Défilé de panoramas suédois
J’évoquais il y a quelque temps la primauté de la Suède dans l’incarnation de la Scandinavie et de sa réputation. Côté nature aussi, la Suède semble emblématique du meilleur de la Scandinavie. Le climat suédois est relativement tempéré, même si de grandes variations existent bien sûr entre le sud et le nord du pays. La densité de population est très supérieure au sud. De nombreux lacs, dont certains parmi les plus grands d’Europe, s’assortissent à merveille aux vertes vallées et aussi verdoyantes collines et petites montagnes. Tandis que le sud agricole est constitué de plaines, les forêts sont de plus en plus nombreuses en remontant vers le nord. Côté mer, les rives de la Baltique sont faites de quelques fjords, mais essentiellement de longues côtes entrecoupées avec un très grand nombre de petits golfes. Ce sont tous ces paysages que sillonne mon train aujourd’hui, mon regard par la fenêtre scrutant toutes ces particularités et ces charmes suédois qui défilent, à l’image des troupeaux de moutons et des petites bâtisses de bois rouge éparpillés à l’horizon qui défilent, autant qu’il fuie ainsi l’ennui de la longueur du voyage et la mélancolie du moment.

Sur les rails, jusqu’au pont-tunnel de l’
Øresund
Ce train de nuit qui assure la très longue liaison entre l’extrême nord du pays et la capitale doit arriver à Stockholm à la mi-journée, où je dois rapidement embarquer dans un autre convoi à destination de l’extrême sud du pays. L’arrivée à Stockholm me rappelle mon récent périple dans la capitale scandinave, et cette traversée en train de la ville aux façades colorées et aux rivages escarpés me laisse même apercevoir des secteurs de la ville que je n’avais pas arpentés. Le retour à Stockholm est néanmoins bref. A la gare centrale, j’embarque à bord du X 2000, train suédois à grande vitesse, et au confort bienvenu, à commencer par les prises électriques à disposition qui pourraient à raison faire la jalousie des voyageurs de la bonne vieille SNCF ! Bientôt, il s’élance vers les plaines du sud du pays, ses vastes openfields et ses alignements d’éoliennes. C’est alors qu’après toutes ces contemplations, je me trouve victime de la rigueur suédoise, avec le déplacement du contrôleur à la demande d’une passagère qui avait observé que j’occupais la place numérotée qui aurait du être la sienne.
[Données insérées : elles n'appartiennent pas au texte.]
use std::fmt;

use shardline_api::v1::{Operation, error::ErrorCode};
use shardline_common::types::{ValidationError, ValidationErrors};

use crate::transport::TransportError;

#[derive(Debug, thiserror::Error)]
pub enum SdkError {
    #[error("invalid request: {0}")]
    Validation(#[from] ValidationErrors),
    #[error("{operation} failed: {source}")]
    Transport {
        operation: Operation,
        #[source]
        source: TransportError,
    },
    #[error("failed to encode {operation} request: {source}")]
    Marshal {
        operation: Operation,
        #[source]
        source: serde_json::Error,
    },
    #[error("malformed {operation} response: {source}")]
    Unmarshal {
        operation: Operation,
        #[source]
        source: serde_json::Error,
    },
    #[error("inconsistent {operation} response: {source}")]
    InvalidResponse {
        operation: Operation,
        #[source]
        source: ValidationError,
    },
    #[error("{operation} reported more results but returned an empty page")]
    StalledPagination { operation: Operation },
}

impl SdkError {
    pub fn transport(&self) -> Option<&TransportError> {
        match self {
            Self::Transport { source, .. } => Some(source),
            _ => None,
        }
    }

    pub fn code(&self) -> Option<ErrorCode> {
        self.transport().map(|e| e.code)
    }

    pub fn is_retryable(&self) -> bool {
        self.transport().is_some_and(TransportError::is_retryable)
    }
}

/// A listing stopped by a failed page fetch.
///
/// `resume_after` is the cursor that was sent with the failed request; a new
/// paginator started from it continues exactly where this one stopped.
#[derive(Debug)]
pub struct PaginationAborted<C> {
    pub retrieved: usize,
    pub resume_after: Option<C>,
    pub source: SdkError,
}

impl<C: fmt::Debug> fmt::Display for PaginationAborted<C> {
    fn fmt(&self, f: &mut fmt::Formatter<'_>) -> fmt::Result {
        write!(f, "listing aborted after {} items", self.retrieved)?;
        if let Some(cursor) = &self.resume_after {
            write!(f, " (resume after {cursor:?})")?;
        }
        write!(f, ": {}", self.source)
    }
}

impl<C: fmt::Debug> std::error::Error for PaginationAborted<C> {
    fn source(&self) -> Option<&(dyn std::error::Error + 'static)> {
        Some(&self.source)
    }
}

/// Items gathered before a listing aborted, together with the abort.
#[derive(Debug)]
pub struct PartialListing<T, C> {
    pub items: Vec<T>,
    pub aborted: PaginationAborted<C>,
}

impl<T: fmt::Debug, C: fmt::Debug> fmt::Display for PartialListing<T, C> {
    fn fmt(&self, f: &mut fmt::Formatter<'_>) -> fmt::Result {
        fmt::Display::fmt(&self.aborted, f)
    }
}

impl<T: fmt::Debug, C: fmt::Debug> std::error::Error for PartialListing<T, C> {
    fn source(&self) -> Option<&(dyn std::error::Error + 'static)> {
        Some(&self.aborted.source)
    }
}
use std::sync::Arc;

use async_trait::async_trait;
pub use shardline_api::v1::Operation;
use shardline_api::v1::error::{ErrorCode, ErrorInfo};

/// Failure reported by a transport, passed through to callers untouched.
#[derive(Debug, Clone, PartialEq, Eq, thiserror::Error)]
#[error("{code}: {message}")]
pub struct TransportError {
    pub code: ErrorCode,
    pub message: String,
}

impl TransportError {
    pub fn new(code: ErrorCode, message: impl Into<String>) -> Self {
        Self {
            code,
            message: message.into(),
        }
    }

    pub fn is_retryable(&self) -> bool {
        self.code.is_retryable()
    }
}

impl From<ErrorInfo> for TransportError {
    fn from(info: ErrorInfo) -> Self {
        Self {
            code: info.code,
            message: info.message,
        }
    }
}

impl From<TransportError> for ErrorInfo {
    fn from(e: TransportError) -> Self {
        ErrorInfo::new(e.code, e.message)
    }
}

/// Executes one already-validated request against the service.
///
/// Implementations own networking, signing, retries and timeouts. The SDK only
/// awaits `execute`, so dropping the returned future is how an in-flight call
/// is abandoned.
#[async_trait]
pub trait Transport: Send + Sync {
    async fn execute(
        &self,
        operation: Operation,
        body: serde_json::Value,
    ) -> Result<serde_json::Value, TransportError>;
}

#[async_trait]
impl<T: Transport + ?Sized> Transport for Arc<T> {
    async fn execute(
        &self,
        operation: Operation,
        body: serde_json::Value,
    ) -> Result<serde_json::Value, TransportError> {
        (**self).execute(operation, body).await
    }
}

#[async_trait]
impl<T: Transport + ?Sized> Transport for &T {
    async fn execute(
        &self,
        operation: Operation,
        body: serde_json::Value,
    ) -> Result<serde_json::Value, TransportError> {
        (**self).execute(operation, body).await
    }
}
Règlement courtois et efficace du litige, tout de même. Et voyage agréable et sans incident supplémentaire (environ quatre heures pour couvrir la grande distance) jusqu’à Malmö ! Là, nouveau changement qui doit me mener jusqu’à Copenhague. Les deux villes sont séparées de quelques kilomètres par le détroit de l’Øresund, qui relie la mer Baltique au détroit de Kattegat (en direction de la mer du Nord). Copenhague et Malmö sont reliées depuis 2000 par le pont du même nom (côté Malmö, constitué de 52 piliers et 4 pylônes), qui se prolonge par une île artificielle de 4 km de long (pour permettre la continuité de la circulation routière et ferroviaire) puis un tunnel (côté Copenhague, 3,7 km au fond de la mer). L’ouvrage est à deux niveaux, comprenant sur la partie supérieure une autoroute et sur la partie inférieure une ligne de chemin de fer. Le pont de l’Øresund est le plus long pont à hauban à double tablier (route et chemin de fer) du monde. C’est un équipement-phare de la connexion, très active entre les villes – et les régions – de part et d’autre du détroit. De nombreuses fois par jour, en moins de trente minutes, la liaison est réalisée.